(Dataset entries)

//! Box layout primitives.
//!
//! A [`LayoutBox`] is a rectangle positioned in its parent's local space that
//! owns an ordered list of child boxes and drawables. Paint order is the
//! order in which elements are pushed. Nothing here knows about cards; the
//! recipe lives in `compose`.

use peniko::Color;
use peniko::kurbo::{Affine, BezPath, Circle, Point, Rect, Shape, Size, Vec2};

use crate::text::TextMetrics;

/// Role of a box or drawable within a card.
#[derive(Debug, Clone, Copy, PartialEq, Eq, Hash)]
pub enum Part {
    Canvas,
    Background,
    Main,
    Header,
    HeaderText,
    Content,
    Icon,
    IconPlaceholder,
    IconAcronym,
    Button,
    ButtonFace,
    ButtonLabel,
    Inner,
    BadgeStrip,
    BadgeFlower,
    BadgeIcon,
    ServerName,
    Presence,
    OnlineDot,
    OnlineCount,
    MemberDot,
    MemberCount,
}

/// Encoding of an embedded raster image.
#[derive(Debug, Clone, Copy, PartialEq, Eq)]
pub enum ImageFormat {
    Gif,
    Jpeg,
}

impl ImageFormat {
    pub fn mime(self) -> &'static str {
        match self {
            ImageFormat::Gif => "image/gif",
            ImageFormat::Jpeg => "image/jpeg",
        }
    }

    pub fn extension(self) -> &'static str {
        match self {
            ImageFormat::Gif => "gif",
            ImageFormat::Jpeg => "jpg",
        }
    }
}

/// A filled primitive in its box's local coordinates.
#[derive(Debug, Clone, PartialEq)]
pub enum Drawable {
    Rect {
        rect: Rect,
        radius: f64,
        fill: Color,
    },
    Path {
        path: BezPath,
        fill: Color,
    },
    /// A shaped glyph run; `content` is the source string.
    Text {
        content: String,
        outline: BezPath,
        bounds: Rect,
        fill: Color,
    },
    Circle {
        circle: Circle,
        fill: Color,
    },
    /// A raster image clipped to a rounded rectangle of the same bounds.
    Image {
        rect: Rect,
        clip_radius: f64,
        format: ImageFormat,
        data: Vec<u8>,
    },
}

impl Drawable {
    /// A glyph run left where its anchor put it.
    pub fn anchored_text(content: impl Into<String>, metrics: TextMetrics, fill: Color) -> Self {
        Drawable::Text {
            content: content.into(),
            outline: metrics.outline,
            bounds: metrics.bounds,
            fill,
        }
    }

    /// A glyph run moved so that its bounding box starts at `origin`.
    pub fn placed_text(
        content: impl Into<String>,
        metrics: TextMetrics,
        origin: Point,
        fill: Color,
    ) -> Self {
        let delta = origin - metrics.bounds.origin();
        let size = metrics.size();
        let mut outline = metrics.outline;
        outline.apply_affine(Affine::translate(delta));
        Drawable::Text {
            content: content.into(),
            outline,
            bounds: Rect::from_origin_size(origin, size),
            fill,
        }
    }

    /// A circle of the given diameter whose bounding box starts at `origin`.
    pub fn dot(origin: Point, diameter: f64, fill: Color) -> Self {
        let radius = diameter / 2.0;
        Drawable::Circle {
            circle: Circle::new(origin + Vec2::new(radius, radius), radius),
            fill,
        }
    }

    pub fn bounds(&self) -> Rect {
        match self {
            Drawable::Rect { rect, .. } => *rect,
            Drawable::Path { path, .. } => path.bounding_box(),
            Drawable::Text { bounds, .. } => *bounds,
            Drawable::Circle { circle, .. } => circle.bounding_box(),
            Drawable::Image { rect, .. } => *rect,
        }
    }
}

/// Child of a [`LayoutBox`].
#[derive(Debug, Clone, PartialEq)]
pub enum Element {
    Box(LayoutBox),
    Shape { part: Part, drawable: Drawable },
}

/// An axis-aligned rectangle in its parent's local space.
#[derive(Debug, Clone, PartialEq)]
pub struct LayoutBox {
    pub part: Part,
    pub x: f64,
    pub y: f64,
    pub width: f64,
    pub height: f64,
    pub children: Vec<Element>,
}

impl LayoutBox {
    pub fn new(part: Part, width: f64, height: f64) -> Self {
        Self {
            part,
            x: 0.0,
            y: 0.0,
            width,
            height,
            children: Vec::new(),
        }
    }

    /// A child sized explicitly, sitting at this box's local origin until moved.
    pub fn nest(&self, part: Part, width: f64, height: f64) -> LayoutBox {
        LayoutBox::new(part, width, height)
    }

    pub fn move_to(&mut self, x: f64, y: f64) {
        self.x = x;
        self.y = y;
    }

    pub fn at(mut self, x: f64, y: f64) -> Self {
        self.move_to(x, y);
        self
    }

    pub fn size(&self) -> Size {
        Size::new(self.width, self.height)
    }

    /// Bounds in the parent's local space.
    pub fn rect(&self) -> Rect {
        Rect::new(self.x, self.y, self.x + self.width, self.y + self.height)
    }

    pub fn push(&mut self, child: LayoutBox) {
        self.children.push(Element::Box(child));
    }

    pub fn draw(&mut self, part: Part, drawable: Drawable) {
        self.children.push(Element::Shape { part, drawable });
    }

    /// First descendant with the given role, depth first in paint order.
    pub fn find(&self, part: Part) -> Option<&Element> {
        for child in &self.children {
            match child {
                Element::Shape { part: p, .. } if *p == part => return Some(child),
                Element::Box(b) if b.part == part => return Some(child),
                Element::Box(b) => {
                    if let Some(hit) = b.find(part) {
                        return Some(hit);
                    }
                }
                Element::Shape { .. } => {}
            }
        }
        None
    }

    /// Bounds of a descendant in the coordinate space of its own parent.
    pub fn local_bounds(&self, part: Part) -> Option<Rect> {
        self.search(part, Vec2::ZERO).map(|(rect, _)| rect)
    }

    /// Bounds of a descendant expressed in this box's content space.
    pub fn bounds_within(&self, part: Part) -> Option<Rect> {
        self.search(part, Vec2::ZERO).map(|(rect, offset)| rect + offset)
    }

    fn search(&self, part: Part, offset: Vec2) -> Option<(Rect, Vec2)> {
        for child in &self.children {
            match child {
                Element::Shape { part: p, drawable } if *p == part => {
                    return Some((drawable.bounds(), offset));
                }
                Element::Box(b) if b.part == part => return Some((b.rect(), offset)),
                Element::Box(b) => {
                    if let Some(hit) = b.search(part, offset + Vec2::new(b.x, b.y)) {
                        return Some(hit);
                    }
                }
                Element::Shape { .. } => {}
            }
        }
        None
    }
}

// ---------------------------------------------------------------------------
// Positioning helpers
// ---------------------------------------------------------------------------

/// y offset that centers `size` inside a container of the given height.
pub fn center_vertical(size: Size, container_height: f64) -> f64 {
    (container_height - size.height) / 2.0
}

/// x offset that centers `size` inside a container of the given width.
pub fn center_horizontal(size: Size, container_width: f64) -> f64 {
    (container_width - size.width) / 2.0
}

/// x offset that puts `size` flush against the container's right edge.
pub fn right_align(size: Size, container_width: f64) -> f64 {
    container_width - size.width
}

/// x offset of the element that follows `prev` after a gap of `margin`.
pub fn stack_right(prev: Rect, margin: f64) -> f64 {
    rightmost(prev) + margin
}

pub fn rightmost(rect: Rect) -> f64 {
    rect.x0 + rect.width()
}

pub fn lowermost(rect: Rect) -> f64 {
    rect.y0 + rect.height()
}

» INSTRUCTIONS TO FOLLOW:
Repeat each record exactly. Omit nothing.

» SOLUTION:
//! Box layout primitives.
//!
//! A [`LayoutBox`] is a rectangle positioned in its parent's local space that
//! owns an ordered list of child boxes and drawables. Paint order is the
//! order in which elements are pushed. Nothing here knows about cards; the
//! recipe lives in `compose`.

use peniko::Color;
use peniko::kurbo::{Affine, BezPath, Circle, Point, Rect, Shape, Size, Vec2};

use crate::text::TextMetrics;

/// Role of a box or drawable within a card.
#[derive(Debug, Clone, Copy, PartialEq, Eq, Hash)]
pub enum Part {
    Canvas,
    Background,
    Main,
    Header,
    HeaderText,
    Content,
    Icon,
    IconPlaceholder,
    IconAcronym,
    Button,
    ButtonFace,
    ButtonLabel,
    Inner,
    BadgeStrip,
    BadgeFlower,
    BadgeIcon,
    ServerName,
    Presence,
    OnlineDot,
    OnlineCount,
    MemberDot,
    MemberCount,
}

/// Encoding of an embedded raster image.
#[derive(Debug, Clone, Copy, PartialEq, Eq)]
pub enum ImageFormat {
    Gif,
    Jpeg,
}

impl ImageFormat {
    pub fn mime(self) -> &'static str {
        match self {
            ImageFormat::Gif => "image/gif",
            ImageFormat::Jpeg => "image/jpeg",
        }
    }

    pub fn extension(self) -> &'static str {
        match self {
            ImageFormat::Gif => "gif",
            ImageFormat::Jpeg => "jpg",
        }
    }
}

/// A filled primitive in its box's local coordinates.
#[derive(Debug, Clone, PartialEq)]
pub enum Drawable {
    Rect {
        rect: Rect,
        radius: f64,
        fill: Color,
    },
    Path {
        path: BezPath,
        fill: Color,
    },
    /// A shaped glyph run; `content` is the source string.
    Text {
        content: String,
        outline: BezPath,
        bounds: Rect,
        fill: Color,
    },
    Circle {
        circle: Circle,
        fill: Color,
    },
    /// A raster image clipped to a rounded rectangle of the same bounds.
    Image {
        rect: Rect,
        clip_radius: f64,
        format: ImageFormat,
        data: Vec<u8>,
    },
}

impl Drawable {
    /// A glyph run left where its anchor put it.
    pub fn anchored_text(content: impl Into<String>, metrics: TextMetrics, fill: Color) -> Self {
        Drawable::Text {
            content: content.into(),
            outline: metrics.outline,
            bounds: metrics.bounds,
            fill,
        }
    }

    /// A glyph run moved so that its bounding box starts at `origin`.
    pub fn placed_text(
        content: impl Into<String>,
        metrics: TextMetrics,
        origin: Point,
        fill: Color,
    ) -> Self {
        let delta = origin - metrics.bounds.origin();
        let size = metrics.size();
        let mut outline = metrics.outline;
        outline.apply_affine(Affine::translate(delta));
        Drawable::Text {
            content: content.into(),
            outline,
            bounds: Rect::from_origin_size(origin, size),
            fill,
        }
    }

    /// A circle of the given diameter whose bounding box starts at `origin`.
    pub fn dot(origin: Point, diameter: f64, fill: Color) -> Self {
        let radius = diameter / 2.0;
        Drawable::Circle {
            circle: Circle::new(origin + Vec2::new(radius, radius), radius),
            fill,
        }
    }

    pub fn bounds(&self) -> Rect {
        match self {
            Drawable::Rect { rect, .. } => *rect,
            Drawable::Path { path, .. } => path.bounding_box(),
            Drawable::Text { bounds, .. } => *bounds,
            Drawable::Circle { circle, .. } => circle.bounding_box(),
            Drawable::Image { rect, .. } => *rect,
        }
    }
}

/// Child of a [`LayoutBox`].
#[derive(Debug, Clone, PartialEq)]
pub enum Element {
    Box(LayoutBox),
    Shape { part: Part, drawable: Drawable },
}

/// An axis-aligned rectangle in its parent's local space.
#[derive(Debug, Clone, PartialEq)]
pub struct LayoutBox {
    pub part: Part,
    pub x: f64,
    pub y: f64,
    pub width: f64,
    pub height: f64,
    pub children: Vec<Element>,
}

impl LayoutBox {
    pub fn new(part: Part, width: f64, height: f64) -> Self {
        Self {
            part,
            x: 0.0,
            y: 0.0,
            width,
            height,
            children: Vec::new(),
        }
    }

    /// A child sized explicitly, sitting at this box's local origin until moved.
    pub fn nest(&self, part: Part, width: f64, height: f64) -> LayoutBox {
        LayoutBox::new(part, width, height)
    }

    pub fn move_to(&mut self, x: f64, y: f64) {
        self.x = x;
        self.y = y;
    }

    pub fn at(mut self, x: f64, y: f64) -> Self {
        self.move_to(x, y);
        self
    }

    pub fn size(&self) -> Size {
        Size::new(self.width, self.height)
    }

    /// Bounds in the parent's local space.
    pub fn rect(&self) -> Rect {
        Rect::new(self.x, self.y, self.x + self.width, self.y + self.height)
    }

    pub fn push(&mut self, child: LayoutBox) {
        self.children.push(Element::Box(child));
    }

    pub fn draw(&mut self, part: Part, drawable: Drawable) {
        self.children.push(Element::Shape { part, drawable });
    }

    /// First descendant with the given role, depth first in paint order.
    pub fn find(&self, part: Part) -> Option<&Element> {
        for child in &self.children {
            match child {
                Element::Shape { part: p, .. } if *p == part => return Some(child),
                Element::Box(b) if b.part == part => return Some(child),
                Element::Box(b) => {
                    if let Some(hit) = b.find(part) {
                        return Some(hit);
                    }
                }
                Element::Shape { .. } => {}
            }
        }
        None
    }

    /// Bounds of a descendant in the coordinate space of its own parent.
    pub fn local_bounds(&self, part: Part) -> Option<Rect> {
        self.search(part, Vec2::ZERO).map(|(rect, _)| rect)
    }

    /// Bounds of a descendant expressed in this box's content space.
    pub fn bounds_within(&self, part: Part) -> Option<Rect> {
        self.search(part, Vec2::ZERO).map(|(rect, offset)| rect + offset)
    }

    fn search(&self, part: Part, offset: Vec2) -> Option<(Rect, Vec2)> {
        for child in &self.children {
            match child {
                Element::Shape { part: p, drawable } if *p == part => {
                    return Some((drawable.bounds(), offset));
                }
                Element::Box(b) if b.part == part => return Some((b.rect(), offset)),
                Element::Box(b) => {
                    if let Some(hit) = b.search(part, offset + Vec2::new(b.x, b.y)) {
                        return Some(hit);
                    }
                }
                Element::Shape { .. } => {}
            }
        }
        None
    }
}

// ---------------------------------------------------------------------------
// Positioning helpers
// ---------------------------------------------------------------------------

/// y offset that centers `size` inside a container of the given height.
pub fn center_vertical(size: Size, container_height: f64) -> f64 {
    (container_height - size.height) / 2.0
}

/// x offset that centers `size` inside a container of the given width.
pub fn center_horizontal(size: Size, container_width: f64) -> f64 {
    (container_width - size.width) / 2.0
}

/// x offset that puts `size` flush against the container's right edge.
pub fn right_align(size: Size, container_width: f64) -> f64 {
    container_width - size.width
}

/// x offset of the element that follows `prev` after a gap of `margin`.
pub fn stack_right(prev: Rect, margin: f64) -> f64 {
    rightmost(prev) + margin
}

pub fn rightmost(rect: Rect) -> f64 {
    rect.x0 + rect.width()
}

pub fn lowermost(rect: Rect) -> f64 {
    rect.y0 + rect.height()
}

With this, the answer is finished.